Margaret’s creative side moved full speed ahead with an Emmy nomination for Outstanding Guest Actress on 30 Rock, where she played Kim Jong II. 2015 brought Margaret back to the stand-up stage with PSYCHO. Called “wildly kinetic” by the New York Times, PSYCHO ended up being a sad prediction of our future. Said Cho at the time, “It’s about the insanity, the anger I feel about everything happening in the world, from police brutality to racism to the rising tide of violence against women.” 

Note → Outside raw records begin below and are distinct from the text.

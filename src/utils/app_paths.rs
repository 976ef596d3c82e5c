use anyhow::{anyhow, Result};
use std::fs;
use std::path::PathBuf;

const APP_DIR: &str = "table-columns";

pub struct AppPaths;

impl AppPaths {
    pub fn data_dir() -> Result<PathBuf> {
        let data_dir = dirs::data_dir()
            .ok_or_else(|| anyhow!("Cannot determine data directory"))?
            .join(APP_DIR);

        fs::create_dir_all(&data_dir)?;
        Ok(data_dir)
    }

    pub fn config_file() -> Result<PathBuf> {
        let config_dir =
            dirs::config_dir().ok_or_else(|| anyhow!("Could not determine config directory"))?;
        Ok(config_dir.join(APP_DIR).join("config.toml"))
    }

    pub fn log_dir() -> Result<PathBuf> {
        let log_dir = Self::data_dir()?.join("logs");
        fs::create_dir_all(&log_dir)?;
        Ok(log_dir)
    }

    /// Per-data-source column display preferences
    pub fn column_display_file() -> Result<PathBuf> {
        Ok(Self::data_dir()?.join("column_display.json"))
    }
}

The five-time Grammy and Emmy nominee released her second studio album, American Myth, earning her another Grammy nomination for Comedy Album of the Year

Margaret is still playing clubs and venues, even if Covid shuttered it down in 2020. She knew that she’d have to reinvent some of the material when the pandemic made it possible to tour again, saying, “When we go back out, the show will take on everything that has happened while we were social distancing. It was a deep period of reflection where all comedians had to figure out how to live life without hearing laughter. It felt suffocating but also uplifting.”  

 

These past few years saw Margaret jump back in to acting roles. She kicked off 2019 as the Poodle on the first season of The Masked Singer, appeared in a 2019 episode of Law & Order: SVU and an episode of HBO’s critically acclaimed series High Maintenance. In 2020, Margaret appeared as “Auntie Ling” in Netflix’s first major animated film, Over the Moon, which was nominated for an Academy Award & Golden Globe Award. She also launched "The Margaret Cho,” a podcast where she would speak to both a notable and unknown personality within the same episode. 

 

Her 2022 television appearances included a guest starring roles on Season 2 of The Flight Attendant (HBO Max), Season 2 of Hacks (HBO Max) and two Netflix is a Joke comedy specials: Stand Out: An LGBTQ+ Celebration and Jane Fonda & Lily Tomlin: Ladies Night Live. She was honored to be included in ABC’s Together as One: Celebrating AANHPI Heritage – A Soul of a Nation Presentation, their first primetime program celebrating diversity and recognizing the accomplishments and contributions of the Asian American, Native Hawaiian and Pacific Islander community via  

 

In 2022, Margaret appeared as Erin, the ‘mother hen’ to young gay friends in the well-reviewed movie Fire Island (Hulu), which was inspired by Jane Austen’s “Pride & Prejudiced.” She recently joined the cast of Disney +’s Teen rom-com Prom Pact, expected for a June, 2023 release.

 

Margaret staunchly supports the causes that are important to her: anti-racism, anti-bullying, gay rights, all while fulfilling her successful creative side. She was the recipient of the Victory Fund’s Leadership Award, the first-ever Best Comedy Performance Award at the Asian Excellence Awards, the First Amendment Award from the ACLU of Southern California, and the Intrepid Award from theNational Organization for Women (NOW). Margaret has been honored by GLAAD, American Women in Radio and Television, the Lambda Legal Defense and Education Fund, the National Gay and Lesbian Task Force (NGLTF), the Asian American Legal Defense and Education Fund(AALDEF), PFLAG and LA Pride, who gave Margaret a Lifetime Achievement Award for leaving a lasting imprint on the LGBT community. 

 

As a comedian Margaret has been named one of Rolling Stone magazine's 50 Best Stand-Up Comics of All Time, one of Vogue magazine’s Top 9 Female Comedians of all time, while CNN chose her as one of the 50 People Who Changed American Comedy.  Thankfully, Margaret has more stories to tell, and her production company, Animal Family Productions, has multiple scripted shows in development for 2022 and beyond.